:: DATA LISTING ::

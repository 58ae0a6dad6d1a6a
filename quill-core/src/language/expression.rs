use super::{Operator, Reference, Type};
use quill_types::{Span, Spanned};
use std::fmt;

#[derive(Debug, Clone, PartialEq)]
pub enum Expression {
    True {
        span: Span,
    },
    False {
        span: Span,
    },
    IntegerLiteral {
        value: i32,
        span: Span,
    },
    FloatLiteral {
        value: f64,
        width: FloatWidth,
        span: Span,
    },
    StringLiteral {
        value: String,
        span: Span,
    },
    CharLiteral {
        value: char,
        span: Span,
    },
    Reference(Reference),
    FunctionCall(FunctionCallExpression),
    MethodCall(MethodCallExpression),
    FieldGetter(FieldGetterExpression),
    BinaryOperator(BinaryOperatorExpression),
    ClazzInitializer(ClazzInitializerExpression),
}

/// The precision of a floating point literal, picked by its suffix.
#[derive(Debug, Clone, Copy, PartialEq, Eq, Hash)]
pub enum FloatWidth {
    /// `f`, or no suffix at all.
    Single,
    /// `d`
    Double,
    /// `q`
    Quad,
}

impl FloatWidth {
    pub fn from_suffix(suffix: Option<&str>) -> FloatWidth {
        match suffix {
            Some("d") => FloatWidth::Double,
            Some("q") => FloatWidth::Quad,
            _ => FloatWidth::Single,
        }
    }

    pub fn suffix(&self) -> &'static str {
        match self {
            FloatWidth::Single => "f",
            FloatWidth::Double => "d",
            FloatWidth::Quad => "q",
        }
    }

    pub fn ty(&self) -> Type {
        match self {
            FloatWidth::Single => Type::Float32,
            FloatWidth::Double => Type::Float64,
            FloatWidth::Quad => Type::Float128,
        }
    }
}

/// `name(arguments)`. An infix call ``a `name` b`` is built as one of these too.
#[derive(Debug, Clone, PartialEq)]
pub struct FunctionCallExpression {
    pub name: Reference,
    pub arguments: Vec<Expression>,
    pub span: Span,
}

/// `object.method(arguments)`
#[derive(Debug, Clone, PartialEq)]
pub struct MethodCallExpression {
    pub object: Box<Expression>,
    pub method: Reference,
    pub arguments: Vec<Expression>,
    pub span: Span,
}

/// `object.field`
#[derive(Debug, Clone, PartialEq)]
pub struct FieldGetterExpression {
    pub object: Box<Expression>,
    pub field: Reference,
    pub span: Span,
}

#[derive(Debug, Clone, PartialEq)]
pub struct BinaryOperatorExpression {
    pub operator: Operator,
    pub lhs: Box<Expression>,
    pub rhs: Box<Expression>,
    pub span: Span,
}

/// `new Clazz(arguments)`
#[derive(Debug, Clone, PartialEq)]
pub struct ClazzInitializerExpression {
    pub clazz: Reference,
    pub arguments: Vec<Expression>,
    pub span: Span,
}

impl Expression {
    pub fn integer(value: i32, span: Span) -> Expression {
        Expression::IntegerLiteral { value, span }
    }

    pub fn as_integer_literal(&self) -> Option<i32> {
        match self {
            Expression::IntegerLiteral { value, .. } => Some(*value),
            _ => None,
        }
    }
}

impl Spanned for Expression {
    fn span(&self) -> Span {
        use Expression::*;
        match self {
            True { span }
            | False { span }
            | IntegerLiteral { span, .. }
            | FloatLiteral { span, .. }
            | StringLiteral { span, .. }
            | CharLiteral { span, .. } => span.clone(),
            Reference(reference) => reference.span(),
            FunctionCall(call) => call.span.clone(),
            MethodCall(call) => call.span.clone(),
            FieldGetter(getter) => getter.span.clone(),
            BinaryOperator(op) => op.span.clone(),
            ClazzInitializer(init) => init.span.clone(),
        }
    }
}

struct Arguments<'a>(&'a [Expression]);

impl fmt::Display for Arguments<'_> {
    fn fmt(&self, f: &mut fmt::Formatter<'_>) -> fmt::Result {
        for (i, arg) in self.0.iter().enumerate() {
            if i > 0 {
                write!(f, ", ")?;
            }
            write!(f, "{arg}")?;
        }
        Ok(())
    }
}

impl fmt::Display for Expression {
    fn fmt(&self, f: &mut fmt::Formatter<'_>) -> fmt::Result {
        use Expression::*;
        match self {
            True { .. } => write!(f, "true"),
            False { .. } => write!(f, "false"),
            IntegerLiteral { value, .. } => write!(f, "{value}"),
            FloatLiteral { value, width, .. } => write!(f, "{value:?}{}", width.suffix()),
            StringLiteral { value, .. } => write!(f, "\"{value}\""),
            CharLiteral { value, .. } => write!(f, "'{value}'"),
            Reference(reference) => write!(f, "{reference}"),
            FunctionCall(call) => write!(f, "{}({})", call.name, Arguments(&call.arguments)),
            MethodCall(call) => write!(
                f,
                "{}.{}({})",
                call.object,
                call.method,
                Arguments(&call.arguments)
            ),
            FieldGetter(getter) => write!(f, "{}.{}", getter.object, getter.field),
            BinaryOperator(op) => write!(f, "{op}"),
            ClazzInitializer(init) => {
                write!(f, "new {}({})", init.clazz, Arguments(&init.arguments))
            }
        }
    }
}

impl fmt::Display for BinaryOperatorExpression {
    fn fmt(&self, f: &mut fmt::Formatter<'_>) -> fmt::Result {
        fn operand(f: &mut fmt::Formatter<'_>, expr: &Expression) -> fmt::Result {
            match expr {
                Expression::BinaryOperator(_) => write!(f, "({expr})"),
                _ => write!(f, "{expr}"),
            }
        }
        operand(f, &self.lhs)?;
        write!(f, " {} ", self.operator)?;
        operand(f, &self.rhs)
    }
}
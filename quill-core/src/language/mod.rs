//! The abstract syntax tree produced from the parse tree and annotated by the passes.

mod clazz;
mod expression;
mod function;
mod module;
mod operator;
mod reference;
mod statement;
mod ty;
mod variable;

pub use clazz::*;
pub use expression::*;
pub use function::*;
pub use module::*;
pub use operator::*;
pub use reference::*;
pub use statement::*;
pub use ty::*;
pub use variable::*;
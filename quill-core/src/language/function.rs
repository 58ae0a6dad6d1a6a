use super::{statement::write_statement, Expression, FunctionType, Statement, Type, Variable};
use quill_types::{Ident, Named, Span, Spanned};
use std::fmt;

/// `@name` in front of a function declaration.
#[derive(Debug, Clone, PartialEq, Eq, Hash)]
pub struct Attribute {
    pub name: Ident,
}

#[derive(Debug, Clone, PartialEq)]
pub struct Function {
    pub attributes: Vec<Attribute>,
    /// Undetermined until inferred from the trailing expression.
    pub return_type: Type,
    pub name: Ident,
    pub formals: Vec<Variable>,
    pub statements: Vec<Statement>,
    /// The value of the function, if it has one.
    pub trailing_expression: Option<Expression>,
    pub span: Span,
}

impl Function {
    pub fn signature(&self) -> FunctionType {
        FunctionType {
            parameters: self.formals.iter().map(|formal| formal.ty.clone()).collect(),
            return_type: Box::new(self.return_type.clone()),
        }
    }
}

impl Named for Function {
    fn name(&self) -> &Ident {
        &self.name
    }
}

impl Spanned for Function {
    fn span(&self) -> Span {
        self.span.clone()
    }
}

pub(crate) fn write_function(
    f: &mut fmt::Formatter<'_>,
    function: &Function,
    depth: usize,
) -> fmt::Result {
    let indent = "    ".repeat(depth);
    for attr in &function.attributes {
        writeln!(f, "{indent}@{}", attr.name)?;
    }
    write!(f, "{indent}fn {}(", function.name)?;
    for (i, formal) in function.formals.iter().enumerate() {
        if i > 0 {
            write!(f, ", ")?;
        }
        write!(f, "{}: {}", formal.name, formal.ty)?;
    }
    writeln!(f, ") -> {} {{", function.return_type)?;
    for statement in &function.statements {
        write_statement(f, statement, depth + 1)?;
    }
    if let Some(expr) = &function.trailing_expression {
        writeln!(f, "{indent}    {expr}")?;
    }
    writeln!(f, "{indent}}}")
}

impl fmt::Display for Function {
    fn fmt(&self, f: &mut fmt::Formatter<'_>) -> fmt::Result {
        write_function(f, self, 0)
    }
}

:::

Copy task for the entries above: every line with the string "Ident".

**SOLUTION FOR THIS PROBLEM:**
use quill_types::{Ident, Named, Span, Spanned};
    pub name: Ident,
    pub name: Ident,
    fn name(&self) -> &Ident {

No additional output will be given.